Conditional Access policies at their simplest are if-then statements; if a user wants to access a resource, then they must complete an action. An action can be Multi-Factor Authentication. With Conditional Access, you force every user to use Multi-Factor Authentication when logging into Microsoft Office 365. Using Conditional Access, the risk of misconfiguration lowers since every user applies to the Conditional Access when logging in, and its the best-practice to enable Multi-Factor Authentication.

Figure 2: Grant access

Note: Azure AD Conditional Access is part of the Azure AD Premium licensing model. So additional costs are required.

Azure AD Named Locations

You can add trusted IP address ranges within Azure AD as Named Locations. A policy can then exclude the Named Locations. Using an exclusion can prevent an identity from being challenged with Multi-Factor Authentication if it comes from a trusted location.
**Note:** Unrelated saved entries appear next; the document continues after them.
//! The page context: owns the cart and UI state and dispatches user actions.
//!
//! Every UI affordance maps to one [`Action`]. Cart actions call a single
//! [`CartStore`] operation; the store publishes a [`CartEvent`] that the page
//! collects through its subscription and turns into the set of fragments to
//! re-render.

use std::cell::RefCell;
use std::collections::{BTreeSet, HashMap};
use std::rc::Rc;

use askama::Template;
use chrono::{DateTime, Utc};
use powerhit_core::ProductId;
use rust_decimal::Decimal;
use tracing::instrument;

use crate::cart::{CartEvent, CartStore};
use crate::catalog::{CategoryFilter, ProductListing};
use crate::config::StorefrontConfig;
use crate::error::{Result, StorefrontError};
use crate::forms::{FormOutcome, FormState};
use crate::notification::{ADDED_TO_CART, FORM_SUBMITTED, NotificationCenter};
use crate::storage::CartStorage;
use crate::ui::{CartSidebar, NavMenu, Navbar, RevealTracker};
use crate::views::{
    CartCountTemplate, CartItemsTemplate, CartPageTemplate, CartView, CheckoutSummary,
    CheckoutTemplate, NotificationTemplate, ProductGridTemplate,
};

/// A user interaction on the page.
#[derive(Debug, Clone, PartialEq)]
pub enum Action {
    AddToCart {
        id: ProductId,
        name: String,
        price: Decimal,
        image: String,
    },
    RemoveFromCart {
        id: ProductId,
    },
    ChangeQuantity {
        id: ProductId,
        delta: i64,
    },
    ClearCart,
    OpenCart,
    CloseCart,
    ToggleMenu,
    NavLinkClicked,
    Scroll {
        y: f64,
        viewport_height: f64,
    },
    FilterCategory(String),
    Search(String),
    FormInput {
        form: String,
        field: String,
        value: String,
    },
    SubmitForm {
        form: String,
    },
}

/// A separately rendered region of the page.
#[derive(Debug, Clone, Copy, PartialEq, Eq, PartialOrd, Ord, Hash)]
pub enum Fragment {
    CartCount,
    CartItems,
    CartPage,
    Checkout,
    ProductGrid,
    Notification,
}

impl Fragment {
    /// Every region that shows cart data.
    pub const CART: [Self; 4] = [
        Self::CartCount,
        Self::CartItems,
        Self::CartPage,
        Self::Checkout,
    ];
}

/// What a dispatched action changed.
#[derive(Debug, Clone, Default, PartialEq, Eq)]
pub struct Update {
    /// Regions whose content must be re-rendered.
    pub rerender: BTreeSet<Fragment>,
    /// Outcome of a form submit, if the action was one.
    pub form: Option<FormOutcome>,
    /// Elements revealed by a scroll.
    pub revealed: Vec<String>,
}

/// Top-level page state.
pub struct Page<S: CartStorage> {
    config: StorefrontConfig,
    cart: CartStore<S>,
    pending: Rc<RefCell<Vec<CartEvent>>>,
    listing: ProductListing,
    forms: HashMap<String, FormState>,
    sidebar: CartSidebar,
    menu: NavMenu,
    navbar: Navbar,
    reveal: RevealTracker,
    notifications: NotificationCenter,
}

impl<S: CartStorage> std::fmt::Debug for Page<S> {
    fn fmt(&self, f: &mut std::fmt::Formatter<'_>) -> std::fmt::Result {
        f.debug_struct("Page")
            .field("cart", &self.cart)
            .field("sidebar", &self.sidebar)
            .field("menu", &self.menu)
            .field("navbar", &self.navbar)
            .finish_non_exhaustive()
    }
}

impl<S: CartStorage> Page<S> {
    /// Load the cart from `storage` and set up the page around `listing`.
    ///
    /// The contact and newsletter forms are registered by default.
    #[instrument(skip_all, fields(key = %config.storage_key))]
    pub fn new(config: StorefrontConfig, storage: S, listing: ProductListing) -> Self {
        let mut cart = CartStore::load(storage, &config.storage_key);

        let pending = Rc::new(RefCell::new(Vec::new()));
        let sink = Rc::clone(&pending);
        cart.subscribe(move |event| sink.borrow_mut().push(event.clone()));

        let forms = [FormState::contact(), FormState::newsletter()]
            .into_iter()
            .map(|form| (form.name().to_string(), form))
            .collect();

        Self {
            config,
            cart,
            pending,
            listing,
            forms,
            sidebar: CartSidebar::default(),
            menu: NavMenu::default(),
            navbar: Navbar::default(),
            reveal: RevealTracker::new(),
            notifications: NotificationCenter::new(),
        }
    }

    /// Handle one user action at time `now`.
    ///
    /// # Errors
    ///
    /// Returns [`StorefrontError::Cart`] if a cart change cannot be
    /// persisted (the cart is left unchanged), or
    /// [`StorefrontError::NotFound`] for an unknown form.
    #[instrument(skip(self))]
    pub fn dispatch(&mut self, action: Action, now: DateTime<Utc>) -> Result<Update> {
        let mut update = Update::default();
        self.notifications.prune(now);

        match action {
            Action::AddToCart {
                id,
                name,
                price,
                image,
            } => self.cart.add(id, name, price, image)?,
            Action::RemoveFromCart { id } => self.cart.remove(&id)?,
            Action::ChangeQuantity { id, delta } => self.cart.update_quantity(&id, delta)?,
            Action::ClearCart => self.cart.clear()?,
            Action::OpenCart => self.sidebar.open(),
            Action::CloseCart => self.sidebar.close(),
            Action::ToggleMenu => self.menu.toggle(),
            Action::NavLinkClicked => self.menu.link_clicked(),
            Action::Scroll { y, viewport_height } => {
                self.navbar.on_scroll(y);
                update.revealed = self.reveal.update(y, viewport_height);
            }
            Action::FilterCategory(category) => {
                self.listing.filter(CategoryFilter::parse(&category));
                update.rerender.insert(Fragment::ProductGrid);
            }
            Action::Search(query) => {
                self.listing.search(&query);
                update.rerender.insert(Fragment::ProductGrid);
            }
            Action::FormInput { form, field, value } => {
                self.form_mut(&form)?.set(&field, value);
            }
            Action::SubmitForm { form } => {
                let outcome = self.form_mut(&form)?.submit();
                if outcome.is_valid() {
                    self.notifications.show(FORM_SUBMITTED, now);
                    update.rerender.insert(Fragment::Notification);
                }
                update.form = Some(outcome);
            }
        }

        self.apply_cart_events(&mut update, now);
        Ok(update)
    }

    /// Turn events published by the cart into re-render work.
    fn apply_cart_events(&mut self, update: &mut Update, now: DateTime<Utc>) {
        let events: Vec<CartEvent> = self.pending.borrow_mut().drain(..).collect();
        for event in events {
            update.rerender.extend(Fragment::CART);
            if matches!(event, CartEvent::ItemAdded { .. }) {
                self.notifications.show(ADDED_TO_CART, now);
                self.sidebar.open();
                update.rerender.insert(Fragment::Notification);
            }
        }
    }

    fn form_mut(&mut self, name: &str) -> Result<&mut FormState> {
        self.forms
            .get_mut(name)
            .ok_or_else(|| StorefrontError::NotFound(format!("form {name}")))
    }

    /// Render one region as HTML.
    ///
    /// The notification region renders empty when nothing is on screen.
    ///
    /// # Errors
    ///
    /// Returns [`StorefrontError::Render`] if the template fails.
    pub fn render(&self, fragment: Fragment, now: DateTime<Utc>) -> Result<String> {
        let currency = self.config.currency;
        let shipping = self.config.shipping_flat_rate;

        let html = match fragment {
            Fragment::CartCount => CartCountTemplate {
                count: self.cart.total_item_count(),
            }
            .render()?,
            Fragment::CartItems => CartItemsTemplate {
                cart: CartView::from_store(&self.cart, currency),
            }
            .render()?,
            Fragment::CartPage => {
                CartPageTemplate::from_store(&self.cart, shipping, currency).render()?
            }
            Fragment::Checkout => CheckoutTemplate {
                summary: CheckoutSummary::from_store(&self.cart, shipping, currency),
            }
            .render()?,
            Fragment::ProductGrid => {
                ProductGridTemplate::from_listing(&self.listing, currency).render()?
            }
            Fragment::Notification => match self.notifications.current(now) {
                Some((notification, phase)) => {
                    NotificationTemplate::new(notification, phase).render()?
                }
                None => String::new(),
            },
        };
        Ok(html)
    }

    #[must_use]
    pub const fn cart(&self) -> &CartStore<S> {
        &self.cart
    }

    #[must_use]
    pub const fn listing(&self) -> &ProductListing {
        &self.listing
    }

    #[must_use]
    pub const fn config(&self) -> &StorefrontConfig {
        &self.config
    }

    #[must_use]
    pub fn form(&self, name: &str) -> Option<&FormState> {
        self.forms.get(name)
    }

    #[must_use]
    pub const fn sidebar(&self) -> &CartSidebar {
        &self.sidebar
    }

    #[must_use]
    pub const fn menu(&self) -> &NavMenu {
        &self.menu
    }

    #[must_use]
    pub const fn navbar(&self) -> &Navbar {
        &self.navbar
    }

    #[must_use]
    pub const fn notifications(&self) -> &NotificationCenter {
        &self.notifications
    }

    /// Register a reveal-on-scroll element.
    pub fn observe(&mut self, id: impl Into<String>, top: f64, height: f64) {
        self.reveal.observe(id, top, height);
    }
}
Figure 3: New names location

Azure AD Identity Protection MFA Registration Policy

The advantage of using the Multi-Factor Authentication policy within Azure AD Identity Protection is that users have 14 days to complete the registration. During these 14 days, they can bypass registration, but they have to register before they can complete the sign-in process at the end of the period. Once the sign-in process is complete, the user can log in without Multi-Factor Authentication. The policy only forces a user to register Multi-Factor Authentication. The Azure AD Identity protection policy is unnecessary when Multi-Factor Authentication is enforced using Conditional Access.
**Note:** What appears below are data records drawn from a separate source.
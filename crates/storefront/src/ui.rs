//! Navigation, scroll, and sidebar state.
//!
//! These mirror what the page toggles on its elements: CSS `active` and
//! `scrolled` classes, reveal-on-scroll `visible` classes, and the body
//! scroll lock while the cart sidebar is open.

use std::collections::BTreeSet;

/// Scroll offset past which the navbar switches to its compact style.
pub const NAVBAR_SCROLL_THRESHOLD: f64 = 50.0;

/// Fraction of an element that must be on screen to reveal it.
pub const REVEAL_THRESHOLD: f64 = 0.1;

/// The viewport's bottom edge is pulled up by this much for reveal checks.
pub const REVEAL_BOTTOM_MARGIN: f64 = 50.0;

/// Mobile menu and its hamburger button.
#[derive(Debug, Clone, Copy, Default, PartialEq, Eq)]
pub struct NavMenu {
    open: bool,
}

impl NavMenu {
    /// Hamburger clicked.
    pub const fn toggle(&mut self) {
        self.open = !self.open;
    }

    /// A nav link clicked: always closes.
    pub const fn link_clicked(&mut self) {
        self.open = false;
    }

    #[must_use]
    pub const fn is_open(&self) -> bool {
        self.open
    }
}

/// Top navigation bar.
#[derive(Debug, Clone, Copy, Default, PartialEq, Eq)]
pub struct Navbar {
    scrolled: bool,
}

impl Navbar {
    pub fn on_scroll(&mut self, scroll_y: f64) {
        self.scrolled = scroll_y > NAVBAR_SCROLL_THRESHOLD;
    }

    #[must_use]
    pub const fn is_scrolled(&self) -> bool {
        self.scrolled
    }
}

/// Slide-in cart panel and its overlay.
#[derive(Debug, Clone, Copy, Default, PartialEq, Eq)]
pub struct CartSidebar {
    open: bool,
}

impl CartSidebar {
    pub const fn open(&mut self) {
        self.open = true;
    }

    pub const fn close(&mut self) {
        self.open = false;
    }

    #[must_use]
    pub const fn is_open(&self) -> bool {
        self.open
    }

    /// Page body scrolling is disabled while the sidebar is open.
    #[must_use]
    pub const fn body_scroll_locked(&self) -> bool {
        self.open
    }
}

#[derive(Debug, Clone)]
struct Observed {
    id: String,
    top: f64,
    height: f64,
}

/// Reveal-on-scroll animation targets.
///
/// Each element is revealed the first time enough of it enters the
/// (margin-adjusted) viewport, and stays revealed.
#[derive(Debug, Clone, Default)]
pub struct RevealTracker {
    observed: Vec<Observed>,
    revealed: BTreeSet<String>,
}

impl RevealTracker {
    #[must_use]
    pub fn new() -> Self {
        Self::default()
    }

    /// Start observing an element at document offset `top` with `height`.
    pub fn observe(&mut self, id: impl Into<String>, top: f64, height: f64) {
        self.observed.push(Observed {
            id: id.into(),
            top,
            height: height.max(0.0),
        });
    }

    /// Recompute intersections for the viewport at `scroll_y`. Returns the
    /// ids revealed by this update.
    pub fn update(&mut self, scroll_y: f64, viewport_height: f64) -> Vec<String> {
        let view_top = scroll_y;
        let view_bottom = scroll_y + viewport_height - REVEAL_BOTTOM_MARGIN;

        let mut newly = Vec::new();
        for element in &self.observed {
            if self.revealed.contains(&element.id) {
                continue;
            }
            if intersection_ratio(element, view_top, view_bottom) >= REVEAL_THRESHOLD {
                newly.push(element.id.clone());
            }
        }

        self.revealed.extend(newly.iter().cloned());
        newly
    }

    #[must_use]
    pub fn is_revealed(&self, id: &str) -> bool {
        self.revealed.contains(id)
    }
}

fn intersection_ratio(element: &Observed, view_top: f64, view_bottom: f64) -> f64 {
    let bottom = element.top + element.height;
    if element.height <= 0.0 {
        // Zero-height elements count as fully visible once inside the view.
        return if element.top >= view_top && element.top <= view_bottom {
            1.0
        } else {
            0.0
        };
    }
    let overlap = (bottom.min(view_bottom) - element.top.max(view_top)).max(0.0);
    overlap / element.height
}

#[cfg(test)]
mod tests {
    use super::*;

    #[test]
    fn test_nav_menu_toggle_and_link_close() {
        let mut menu = NavMenu::default();
        menu.toggle();
        assert!(menu.is_open());
        menu.toggle();
        assert!(!menu.is_open());
        menu.toggle();
        menu.link_clicked();
        assert!(!menu.is_open());
    }

    #[test]
    fn test_navbar_threshold_is_exclusive() {
        let mut navbar = Navbar::default();
        navbar.on_scroll(50.0);
        assert!(!navbar.is_scrolled());
        navbar.on_scroll(50.5);
        assert!(navbar.is_scrolled());
        navbar.on_scroll(0.0);
        assert!(!navbar.is_scrolled());
    }

    #[test]
    fn test_sidebar_scroll_lock() {
        let mut sidebar = CartSidebar::default();
        sidebar.open();
        assert!(sidebar.body_scroll_locked());
        sidebar.close();
        assert!(!sidebar.body_scroll_locked());
    }

    #[test]
    fn test_reveal_needs_ten_percent_above_margin() {
        let mut tracker = RevealTracker::new();
        // Viewport 0..800, effective bottom 750.
        tracker.observe("hero", 745.0, 100.0);
        assert!(tracker.update(0.0, 800.0).is_empty());

        tracker.observe("features", 700.0, 100.0);
        assert_eq!(tracker.update(0.0, 800.0), vec!["features".to_string()]);
        assert!(!tracker.is_revealed("hero"));

        // Scrolling 10px more brings hero to 15% visible.
        assert_eq!(tracker.update(10.0, 800.0), vec!["hero".to_string()]);
    }

    #[test]
    fn test_reveal_is_sticky() {
        let mut tracker = RevealTracker::new();
        tracker.observe("card", 100.0, 200.0);
        assert_eq!(tracker.update(0.0, 800.0).len(), 1);
        assert!(tracker.update(5000.0, 800.0).is_empty());
        assert!(tracker.is_revealed("card"));
    }
}
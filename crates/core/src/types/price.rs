//! Type-safe money representation using decimal arithmetic.

use core::fmt;
use core::str::FromStr;

use rust_decimal::Decimal;
use serde::{Deserialize, Serialize};

/// An amount of money in a given currency.
#[derive(Debug, Clone, Copy, PartialEq, Eq, Serialize, Deserialize)]
pub struct Money {
    /// Amount in the currency's standard unit (e.g., dollars, not cents).
    pub amount: Decimal,
    /// ISO 4217 currency code.
    pub currency_code: CurrencyCode,
}

impl Money {
    /// Create a new amount.
    #[must_use]
    pub const fn new(amount: Decimal, currency_code: CurrencyCode) -> Self {
        Self {
            amount,
            currency_code,
        }
    }

    /// Zero in the given currency.
    #[must_use]
    pub const fn zero(currency_code: CurrencyCode) -> Self {
        Self::new(Decimal::ZERO, currency_code)
    }

    /// Format for display with two decimal places (e.g., "$19.99").
    ///
    /// ```rust
    /// use powerhit_core::{CurrencyCode, Money};
    /// use rust_decimal::Decimal;
    ///
    /// let price = Money::new(Decimal::new(150, 0), CurrencyCode::USD);
    /// assert_eq!(price.display(), "$150.00");
    /// ```
    #[must_use]
    pub fn display(&self) -> String {
        let symbol = self.currency_code.symbol();
        let rounded = self.amount.round_dp(2);
        if rounded.is_sign_negative() && !rounded.is_zero() {
            format!("-{symbol}{:.2}", rounded.abs())
        } else {
            format!("{symbol}{:.2}", rounded.abs())
        }
    }
}

impl fmt::Display for Money {
    fn fmt(&self, f: &mut fmt::Formatter<'_>) -> fmt::Result {
        f.write_str(&self.display())
    }
}

/// ISO 4217 currency codes.
#[derive(Debug, Clone, Copy, PartialEq, Eq, Hash, Serialize, Deserialize, Default)]
pub enum CurrencyCode {
    #[default]
    USD,
    EUR,
    GBP,
    INR,
    AUD,
}

impl CurrencyCode {
    /// Display symbol for the currency.
    #[must_use]
    pub const fn symbol(self) -> &'static str {
        match self {
            Self::USD | Self::AUD => "$",
            Self::EUR => "€",
            Self::GBP => "£",
            Self::INR => "₹",
        }
    }

    /// Three-letter ISO code.
    #[must_use]
    pub const fn code(self) -> &'static str {
        match self {
            Self::USD => "USD",
            Self::EUR => "EUR",
            Self::GBP => "GBP",
            Self::INR => "INR",
            Self::AUD => "AUD",
        }
    }
}

/// Error returned when parsing an unsupported currency code.
#[derive(thiserror::Error, Debug, Clone, PartialEq, Eq)]
#[error("unsupported currency code: {0}")]
pub struct UnknownCurrency(pub String);

impl FromStr for CurrencyCode {
    type Err = UnknownCurrency;

    fn from_str(s: &str) -> Result<Self, Self::Err> {
        match s.trim().to_ascii_uppercase().as_str() {
            "USD" => Ok(Self::USD),
            "EUR" => Ok(Self::EUR),
            "GBP" => Ok(Self::GBP),
            "INR" => Ok(Self::INR),
            "AUD" => Ok(Self::AUD),
            _ => Err(UnknownCurrency(s.to_owned())),
        }
    }
}

#[cfg(test)]
#[allow(clippy::unwrap_used)]
mod tests {
    use super::*;

    #[test]
    fn test_display_pads_two_decimals() {
        let money = Money::new(Decimal::new(300, 0), CurrencyCode::USD);
        assert_eq!(money.display(), "$300.00");
    }

    #[test]
    fn test_display_rounds() {
        let money = Money::new(Decimal::new(19_999, 3), CurrencyCode::USD);
        assert_eq!(money.display(), "$20.00");
    }

    #[test]
    fn test_display_negative() {
        let money = Money::new(Decimal::new(-550, 2), CurrencyCode::GBP);
        assert_eq!(money.display(), "-£5.50");
    }

    #[test]
    fn test_zero() {
        assert_eq!(Money::zero(CurrencyCode::USD).display(), "$0.00");
    }

    #[test]
    fn test_currency_from_str() {
        assert_eq!("usd".parse::<CurrencyCode>().unwrap(), CurrencyCode::USD);
        assert_eq!(" INR ".parse::<CurrencyCode>().unwrap(), CurrencyCode::INR);
        assert!("XYZ".parse::<CurrencyCode>().is_err());
    }

    #[test]
    fn test_currency_code_roundtrip() {
        for code in [
            CurrencyCode::USD,
            CurrencyCode::EUR,
            CurrencyCode::GBP,
            CurrencyCode::INR,
            CurrencyCode::AUD,
        ] {
            assert_eq!(code.code().parse::<CurrencyCode>().unwrap(), code);
        }
    }
}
Note: Azure AD Identity Protection is part of the Azure AD Premium licensing model. So additional costs are required.

Azure AD Security Defaults

If you do not have an Azure AD Premium license or do not want to buy any additional license, Azure AD Security Defaults is a good alternative.

Enabling this option configures your organization with the following settings:

  • Requiring all users to register for Azure Multi-Factor Authentication;
  • Requiring administrators to perform multi-factor authentication;
  • Blocking legacy authentication protocols;
  • Requiring users to perform multi-factor authentication when necessary;
  • Protecting privileged activities like access to the Azure portal.
Figure 4: Enable Security defaults

Note: Azure AD Security Defaults are not suitable for complex security requirements. It is either turned on or turned off. If you want to make decisions based on a condition, Conditional Access is the way to go.

Legacy Authentication

Microsoft Azure Active Directory supports several authentication and authorization protocols, including legacy authentication. Legacy authentication includes Exchange ActiveSync, SMTP, Autodiscover, Exchange Web Services, POP3, IMAP4, and many more.
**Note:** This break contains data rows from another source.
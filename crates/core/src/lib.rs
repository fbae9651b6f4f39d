//! PowerHit Core - Shared types library.
//!
//! This crate provides common types used across all PowerHit components:
//! - `storefront` - Cart store, catalog, and page state
//! - `cli` - Headless driver for the cart and catalog
//!
//! # Architecture
//!
//! The core crate contains only types - no I/O, no storage access, no
//! rendering. This keeps it lightweight and allows it to be used anywhere.
//!
//! # Modules
//!
//! - [`types`] - Product identifiers, money, and email addresses

#![cfg_attr(not(test), forbid(unsafe_code))]

pub mod types;

pub use types::*;
//! Email address type used by the contact and newsletter forms.

use core::fmt;

use serde::{Deserialize, Serialize};

/// Errors that can occur when parsing an [`Email`].
#[derive(thiserror::Error, Debug, Clone, PartialEq, Eq)]
pub enum EmailError {
    /// The input is empty after trimming.
    #[error("email cannot be empty")]
    Empty,
    /// The input is too long.
    #[error("email must be at most {max} characters")]
    TooLong {
        /// Maximum allowed length.
        max: usize,
    },
    /// The input contains whitespace inside the address.
    #[error("email cannot contain whitespace")]
    Whitespace,
    /// The input does not contain exactly one @ symbol.
    #[error("email must contain exactly one @ symbol")]
    AtSymbol,
    /// The local part (before @) is empty.
    #[error("email local part cannot be empty")]
    EmptyLocalPart,
    /// The domain part (after @) is empty or has an empty label.
    #[error("email domain is invalid")]
    InvalidDomain,
}

/// A validated email address.
///
/// Mirrors what a browser accepts for an `<input type="email">`: surrounding
/// whitespace is trimmed, the address must have one `@`, a non-empty local
/// part, and a domain made of non-empty dot-separated labels. The domain is
/// lowercased.
///
/// ```
/// use powerhit_core::Email;
///
/// let email = Email::parse("  Fan@PowerHit.Example ").unwrap();
/// assert_eq!(email.as_str(), "Fan@powerhit.example");
///
/// assert!(Email::parse("").is_err());
/// assert!(Email::parse("no-at-symbol").is_err());
/// assert!(Email::parse("user@domain..com").is_err());
/// ```
#[derive(Debug, Clone, Serialize, Deserialize, PartialEq, Eq, Hash)]
#[serde(try_from = "String", into = "String")]
pub struct Email(String);

impl Email {
    /// Maximum length of an email address (RFC 5321).
    pub const MAX_LENGTH: usize = 254;

    /// Parse an `Email` from user input.
    ///
    /// # Errors
    ///
    /// Returns an [`EmailError`] describing the first rule the input breaks.
    pub fn parse(input: &str) -> Result<Self, EmailError> {
        let s = input.trim();
        if s.is_empty() {
            return Err(EmailError::Empty);
        }
        if s.len() > Self::MAX_LENGTH {
            return Err(EmailError::TooLong {
                max: Self::MAX_LENGTH,
            });
        }
        if s.chars().any(char::is_whitespace) {
            return Err(EmailError::Whitespace);
        }

        let mut parts = s.split('@');
        let (Some(local), Some(domain), None) = (parts.next(), parts.next(), parts.next()) else {
            return Err(EmailError::AtSymbol);
        };

        if local.is_empty() {
            return Err(EmailError::EmptyLocalPart);
        }
        if domain.is_empty() || domain.split('.').any(str::is_empty) {
            return Err(EmailError::InvalidDomain);
        }

        Ok(Self(format!("{local}@{}", domain.to_ascii_lowercase())))
    }

    /// Returns the email address as a string slice.
    #[must_use]
    pub fn as_str(&self) -> &str {
        &self.0
    }

    /// Returns the domain part of the email (after the @).
    #[must_use]
    pub fn domain(&self) -> &str {
        self.0.rsplit('@').next().unwrap_or("")
    }
}

impl fmt::Display for Email {
    fn fmt(&self, f: &mut fmt::Formatter<'_>) -> fmt::Result {
        f.write_str(&self.0)
    }
}

impl std::str::FromStr for Email {
    type Err = EmailError;

    fn from_str(s: &str) -> Result<Self, Self::Err> {
        Self::parse(s)
    }
}

impl TryFrom<String> for Email {
    type Error = EmailError;

    fn try_from(value: String) -> Result<Self, Self::Error> {
        Self::parse(&value)
    }
}

impl From<Email> for String {
    fn from(email: Email) -> Self {
        email.0
    }
}

#[cfg(test)]
#[allow(clippy::unwrap_used)]
mod tests {
    use super::*;

    #[test]
    fn test_parse_valid_emails() {
        assert!(Email::parse("user@example.com").is_ok());
        assert!(Email::parse("user+tag@example.com").is_ok());
        assert!(Email::parse("a@b").is_ok());
    }

    #[test]
    fn test_parse_trims_input() {
        let email = Email::parse("  user@example.com\n").unwrap();
        assert_eq!(email.as_str(), "user@example.com");
    }

    #[test]
    fn test_parse_empty() {
        assert_eq!(Email::parse("   "), Err(EmailError::Empty));
    }

    #[test]
    fn test_parse_too_long() {
        let long = format!("{}@example.com", "a".repeat(250));
        assert!(matches!(
            Email::parse(&long),
            Err(EmailError::TooLong { .. })
        ));
    }

    #[test]
    fn test_parse_whitespace() {
        assert_eq!(Email::parse("us er@example.com"), Err(EmailError::Whitespace));
    }

    #[test]
    fn test_parse_at_symbol() {
        assert_eq!(Email::parse("no-at-symbol"), Err(EmailError::AtSymbol));
        assert_eq!(Email::parse("a@b@c"), Err(EmailError::AtSymbol));
    }

    #[test]
    fn test_parse_empty_local_part() {
        assert_eq!(Email::parse("@domain.com"), Err(EmailError::EmptyLocalPart));
    }

    #[test]
    fn test_parse_invalid_domain() {
        assert_eq!(Email::parse("user@"), Err(EmailError::InvalidDomain));
        assert_eq!(Email::parse("user@.com"), Err(EmailError::InvalidDomain));
        assert_eq!(Email::parse("user@example."), Err(EmailError::InvalidDomain));
    }

    #[test]
    fn test_domain_is_lowercased() {
        let email = Email::parse("Captain@Cricket.Example").unwrap();
        assert_eq!(email.domain(), "cricket.example");
        assert_eq!(email.to_string(), "Captain@cricket.example");
    }

    #[test]
    fn test_deserialize_validates() {
        let ok: Result<Email, _> = serde_json::from_str("\"user@example.com\"");
        assert!(ok.is_ok());
        let bad: Result<Email, _> = serde_json::from_str("\"not-an-email\"");
        assert!(bad.is_err());
    }
}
The problem is, legacy authentication does not support Multi-Factor Authentication!

According to Microsoft, more than 99 percent of password spray attacks use legacy authentication protocols. It is crucial to disable legacy authentication when using Multi-Factor Authentication or in any situation.

You can use the Azure portal to identify the usage of legacy authentication within your environment before disabling it.

  1. Navigate to; Azure portal > Azure Active Directory > Sign-ins.
  2. Add the Client App column if it is not shown by clicking on; Columns > Client App.
  3. Add filters > Client App > select all of the legacy authentication protocols. Select outside the filtering dialog box to apply your selections and close the dialog box.
Figure 5: Filter legacy authentication

Note: Conditional Access in Report-only mode is another way to identify legacy authentication within your environment.


According to Microsoft, using Multi-Factor Authentication reduces 99,9% of the attacks within Microsoft Office 365. Using Multi-Factor Authentication does not mean your company is safe for password attacks. It would not be the first time a user accepts a Multi-Factor Authentication challenge on their device when an attacker logs-in within Microsoft Office 365 with leaked credentials. So adoption and education for company users are critical. Enabling Multi-Factor Authentication and disabling legacy authentication is a minimum security measure every organization should take.